Alpha Kai’s gaze shifts from me to Felix. A faint, unreadable smile touches his lips.
“Of course,” Kai says, his voice a low, smooth baritone that cuts through the tension. He takes a step forward, his attention moving back to me. “An Alpha who fosters a sense of humor among his warriors is a confident one.”
His eyes meet mine again. It’s a verbal chess move. He has acknowledged me, not as Felix’s accessory, but as a warrior. He has subtly twisted Bianca’s insult into a compliment for me, while simultaneously questioning Felix’s confidence.
Felix’s smile becomes a grimace. He is being played, and he knows it, but he can’t call it out without looking petty.
“My pack is… unconventional,” Felix manages to say.
“So I see,” Kai replies, and his gaze lingers on me for one heartbeat longer than necessary. In that look, I see a sharp, probing intelligence.

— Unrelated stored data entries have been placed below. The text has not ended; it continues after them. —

//! Per-row instantiation of component subtrees and repeater expansion.
//!
//! Instantiation never edits the authored tree. Each call builds a new tree
//! bottom-up in which every string prop, binding and event parameter has been
//! resolved against the row's context, and every id carries the row position
//! (`card` → `card-0`, and `card-0-1` for row 1 of a nested repeater).
use crate::resolver::Renderer;
use bindery_jpath::Context;
use bindery_types::{BindingDescriptor, ComponentNode, EventHandler, REPEATER_DATA_PROP};
use serde_json::Value;
use std::collections::BTreeMap;

/// Set on an expanded repeater: the number of rows in its data source.
pub const TOTAL_ITEMS_PROP: &str = "totalItems";
/// Set on an expanded repeater: the number of rows actually instantiated.
pub const RENDERED_ITEMS_PROP: &str = "renderedItems";

impl Renderer<'_> {
    /// Clones `template` for one row with `item`/`index` in scope.
    pub fn instantiate_for_row(
        &self,
        template: &ComponentNode,
        item: Value,
        index: usize,
        ctx: &Context,
    ) -> ComponentNode {
        let row_ctx = ctx.scoped_item(item, index);
        self.build_node(template, &row_ctx, &format!("-{}", index))
    }

    /// Renders a tree outside any row: ids are kept, repeaters are expanded.
    pub fn render_component(&self, node: &ComponentNode, ctx: &Context) -> ComponentNode {
        self.build_node(node, ctx, "")
    }

    /// Expands a repeater into one clone of its children per data row.
    pub fn expand_repeater(&self, node: &ComponentNode, ctx: &Context) -> ComponentNode {
        self.build_repeater(node, ctx, "")
    }

    fn build_node(&self, node: &ComponentNode, ctx: &Context, suffix: &str) -> ComponentNode {
        if node.is_repeater() {
            return self.build_repeater(node, ctx, suffix);
        }
        ComponentNode {
            id: node.id.with_suffix(suffix),
            kind: node.kind.clone(),
            props: self.render_map(&node.props, ctx),
            bindings: self.resolve_bindings(&node.bindings, ctx, |_| true),
            events: self.render_events(&node.events, ctx),
            children: node
                .children
                .iter()
                .map(|child| self.build_node(child, ctx, suffix))
                .collect(),
        }
    }

    fn build_repeater(&self, node: &ComponentNode, ctx: &Context, suffix: &str) -> ComponentNode {
        let rows = self.repeater_rows(node, ctx);
        let total = rows.len();
        let cap = node.max_items().unwrap_or(self.options().max_items);
        if total > cap {
            log::debug!(
                "Repeater '{}' shows {} of {} rows",
                node.id.with_suffix(suffix),
                cap,
                total
            );
        }

        let mut children = Vec::with_capacity(total.min(cap) * node.children.len());
        for (index, item) in rows.into_iter().take(cap).enumerate() {
            let row_ctx = ctx.scoped_item(item, index);
            let row_suffix = format!("{}-{}", suffix, index);
            children.extend(
                node.children
                    .iter()
                    .map(|child| self.build_node(child, &row_ctx, &row_suffix)),
            );
        }

        let mut props = self.render_map(&node.props, ctx);
        props.remove(REPEATER_DATA_PROP);
        props.insert(TOTAL_ITEMS_PROP.to_string(), Value::from(total));
        props.insert(RENDERED_ITEMS_PROP.to_string(), Value::from(total.min(cap)));

        ComponentNode {
            id: node.id.with_suffix(suffix),
            kind: node.kind.clone(),
            props,
            bindings: self.resolve_bindings(&node.bindings, ctx, |name| {
                name != REPEATER_DATA_PROP
            }),
            events: self.render_events(&node.events, ctx),
            children,
        }
    }

    /// The repeater's rows: its `data` binding, else its `data` prop, resolved
    /// in the enclosing context. Anything but an array is an empty collection.
    fn repeater_rows(&self, node: &ComponentNode, ctx: &Context) -> Vec<Value> {
        let source = match node.bindings.get(REPEATER_DATA_PROP) {
            Some(binding) => self.resolve_binding(binding, ctx),
            None => node
                .props
                .get(REPEATER_DATA_PROP)
                .map_or(Value::Null, |data| self.render_value(data, ctx)),
        };
        match source {
            Value::Array(rows) => rows,
            Value::Null => Vec::new(),
            other => {
                log::debug!(
                    "Repeater '{}' data is not a collection: {}",
                    node.id,
                    other
                );
                Vec::new()
            }
        }
    }

    /// Resolves bindings into `Static` descriptors holding their values.
    fn resolve_bindings(
        &self,
        bindings: &BTreeMap<String, BindingDescriptor>,
        ctx: &Context,
        keep: impl Fn(&str) -> bool,
    ) -> BTreeMap<String, BindingDescriptor> {
        bindings
            .iter()
            .filter(|(name, _)| keep(name.as_str()))
            .map(|(name, binding)| {
                (
                    name.clone(),
                    BindingDescriptor::static_value(self.resolve_binding(binding, ctx)),
                )
            })
            .collect()
    }

    fn render_events(&self, events: &[EventHandler], ctx: &Context) -> Vec<EventHandler> {
        events
            .iter()
            .map(|handler| EventHandler {
                event: handler.event.clone(),
                action: handler.action.clone(),
                params: self.render_map(&handler.params, ctx),
            })
            .collect()
    }
}

#[cfg(test)]
mod tests {
    use super::*;
    use bindery_traits::{EmptyCollectionProvider, InMemoryCollectionProvider};
    use bindery_types::Row;
    use serde_json::json;

    fn row(value: Value) -> Row {
        value.as_object().cloned().unwrap()
    }

    fn card() -> ComponentNode {
        ComponentNode::new("card", "text")
            .with_prop("text", "{{item.name}} - {{item.price|currency:USD}}")
            .with_event(EventHandler::new("click", "navigate").param("id", "{{item.name}}"))
    }

    #[test]
    fn test_instantiate_for_row() {
        let renderer = Renderer::new(&EmptyCollectionProvider);
        let ctx = Context::new();
        let template = card();

        let first = renderer.instantiate_for_row(&template, json!({ "name": "A", "price": 10 }), 0, &ctx);
        let second = renderer.instantiate_for_row(&template, json!({ "name": "B", "price": 20 }), 1, &ctx);

        assert_eq!(first.props["text"], json!("A - $10.00"));
        assert_eq!(second.props["text"], json!("B - $20.00"));
        assert_eq!(first.id.as_str(), "card-0");
        assert_eq!(second.id.as_str(), "card-1");
        assert_eq!(first.events[0].params["id"], json!("A"));
        assert_eq!(template.props["text"], json!("{{item.name}} - {{item.price|currency:USD}}"));
    }

    #[test]
    fn test_ids_are_stable_across_renders() {
        let renderer = Renderer::new(&EmptyCollectionProvider);
        let ctx = Context::new();
        let a = renderer.instantiate_for_row(&card(), json!({ "name": "A" }), 3, &ctx);
        let b = renderer.instantiate_for_row(&card(), json!({ "name": "Z" }), 3, &ctx);
        assert_eq!(a.id, b.id);
    }

    #[test]
    fn test_bindings_become_static() {
        let renderer = Renderer::new(&EmptyCollectionProvider);
        let template = ComponentNode::new("t", "text")
            .with_binding("value", BindingDescriptor::dynamic("{{item.qty}}"));
        let clone = renderer.instantiate_for_row(&template, json!({ "qty": 4 }), 0, &Context::new());
        assert_eq!(clone.bindings["value"], BindingDescriptor::static_value(4));
    }

    #[test]
    fn test_nested_repeaters_use_their_own_rows() {
        let _ = env_logger::builder().is_test(true).try_init();
        let provider = InMemoryCollectionProvider::new();
        provider
            .add_table(
                "categories",
                vec![
                    row(json!({ "name": "Lighting", "products": [{ "name": "Lamp" }, { "name": "Bulb" }] })),
                    row(json!({ "name": "Office", "products": [{ "name": "Desk" }] })),
                ],
            )
            .unwrap();
        let renderer = Renderer::new(&provider);

        let page = ComponentNode::repeater("categories", "{{categories}}").with_child(
            ComponentNode::new("section", "container")
                .with_prop("title", "{{item.name}}")
                .with_child(
                    ComponentNode::repeater("products", "{{item.products}}")
                        .with_child(ComponentNode::new("product", "text").with_prop("text", "{{item.name}}")),
                ),
        );

        let rendered = renderer.render_component(&page, &Context::new());
        assert_eq!(rendered.children.len(), 2);
        assert_eq!(rendered.props[TOTAL_ITEMS_PROP], json!(2));
        assert!(!rendered.bindings.contains_key(REPEATER_DATA_PROP));

        let lighting = &rendered.children[0];
        assert_eq!(lighting.id.as_str(), "section-0");
        assert_eq!(lighting.props["title"], json!("Lighting"));
        let lighting_products = &lighting.children[0];
        assert_eq!(lighting_products.id.as_str(), "products-0");
        let names: Vec<_> = lighting_products
            .children
            .iter()
            .map(|c| (c.id.as_str(), c.props["text"].clone()))
            .collect();
        assert_eq!(
            names,
            vec![("product-0-0", json!("Lamp")), ("product-0-1", json!("Bulb"))]
        );

        let office_products = &rendered.children[1].children[0];
        assert_eq!(office_products.children.len(), 1);
        assert_eq!(office_products.children[0].props["text"], json!("Desk"));
        assert_eq!(office_products.children[0].id.as_str(), "product-1-0");
    }

    #[test]
    fn test_max_items_caps_rows() {
        let renderer = Renderer::new(&EmptyCollectionProvider);
        let ctx = Context::new().with_state(row(json!({ "rows": [1, 2, 3, 4, 5] })));
        let repeater = ComponentNode::repeater("list", "{{rows}}")
            .with_prop("maxItems", 2)
            .with_child(ComponentNode::new("cell", "text").with_prop("text", "{{item}}@{{index}}"));

        let expanded = renderer.expand_repeater(&repeater, &ctx);
        assert_eq!(expanded.children.len(), 2);
        assert_eq!(expanded.children[1].props["text"], json!("2@1"));
        assert_eq!(expanded.props[TOTAL_ITEMS_PROP], json!(5));
        assert_eq!(expanded.props[RENDERED_ITEMS_PROP], json!(2));
    }

    #[test]
    fn test_data_prop_and_non_collections() {
        let renderer = Renderer::new(&EmptyCollectionProvider);
        let ctx = Context::new().with_state(row(json!({ "rows": [{ "v": 1 }], "scalar": 5 })));

        let mut by_prop = ComponentNode::new("list", "repeater")
            .with_child(ComponentNode::new("cell", "text").with_prop("text", "{{item.v}}"));
        by_prop.props.insert("data".into(), json!("{{rows}}"));
        let expanded = renderer.expand_repeater(&by_prop, &ctx);
        assert_eq!(expanded.children[0].props["text"], json!(1));
        assert!(!expanded.props.contains_key("data"));

        let scalar = ComponentNode::repeater("list", "{{scalar}}")
            .with_child(ComponentNode::new("cell", "text"));
        assert!(renderer.expand_repeater(&scalar, &ctx).children.is_empty());
    }
}
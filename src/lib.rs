//! # bindery
//!
//! A data-binding engine for component trees. Component properties carry
//! "magic text" such as `"{{item.name}} - {{item.price|currency:USD}}"` or
//! `"{{formula:round({subtotal} * 1.2, 2)}}"`; the engine resolves them
//! against page state, the current user, the active repeater row and the
//! application's tables, and expands repeaters into one clone per row.
//!
//! The work is split across the workspace crates:
//! - **types**: component trees, binding descriptors, value coercion
//! - **traits**: the `CollectionProvider` seam for table data
//! - **format**: number, currency, percentage and date formatting
//! - **template-core**: the `{{...}}` tokenizer and template cache
//! - **jpath**: dotted paths, synthetic roots and aggregations
//! - **formula**: the `formula:` expression language
//! - **binding**: descriptor resolution and per-row instantiation
//!
//! [`Engine`] ties them together behind one configuration.

// Re-export workspace crates
pub use bindery_binding as binding;
pub use bindery_format as format;
pub use bindery_formula as formula;
pub use bindery_jpath as jpath;
pub use bindery_template_core as template;
pub use bindery_traits as traits;
pub use bindery_types as types;

mod config;
mod engine;
pub mod error;
pub mod page;

pub use config::EngineConfig;
pub use engine::Engine;
pub use error::BinderyError;
pub use page::Page;

// Commonly used types
pub use bindery_binding::{
    Renderer, instantiate_for_row, render_component, render_template_string, resolve_binding,
};
pub use bindery_jpath::Context;
pub use bindery_template_core::{Template, Token, parse_template};
pub use bindery_traits::{CollectionProvider, InMemoryCollectionProvider, ProviderError};
pub use bindery_types::{BindingDescriptor, ComponentNode, EventHandler};

use serde_json::Value;

/// Evaluates a `formula:` expression (prefix optional). Failures come back
/// as a `"#ERROR: ..."` string.
pub fn evaluate_formula(
    formula: &str,
    context: &Context,
    provider: &dyn CollectionProvider,
) -> Value {
    bindery_formula::evaluate_formula(
        formula,
        &bindery_jpath::EvaluationContext::new(context, provider),
    )
}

He sees my leathers, Lena at my side, the animosity from Bianca. He is putting the pieces together.
He gives a slight, almost imperceptible nod in my direction, a sign of respect from one wolf of worth to another. Then he turns and rejoins the flow of the Conclave, leaving a trail of stunned silence in his wake.
I feel a strange warmth spread through my chest. For the first time since my return, I have been truly seen. Not as a problem, not as a victim, not as a madwoman. But as a player.
Lena lets out a breath she was holding. “No one speaks to Felix like that.”
“He just did,” I murmur.
Across the room, Alpha Kai looks back one last time. Our eyes lock. He is intrigued. And in the world of Alphas, intrigue is a dangerous and powerful weapon.
I have Felix’s attention. I have the pack’s attention. Now, it seems, I have his. The game just got infinitely more complicated.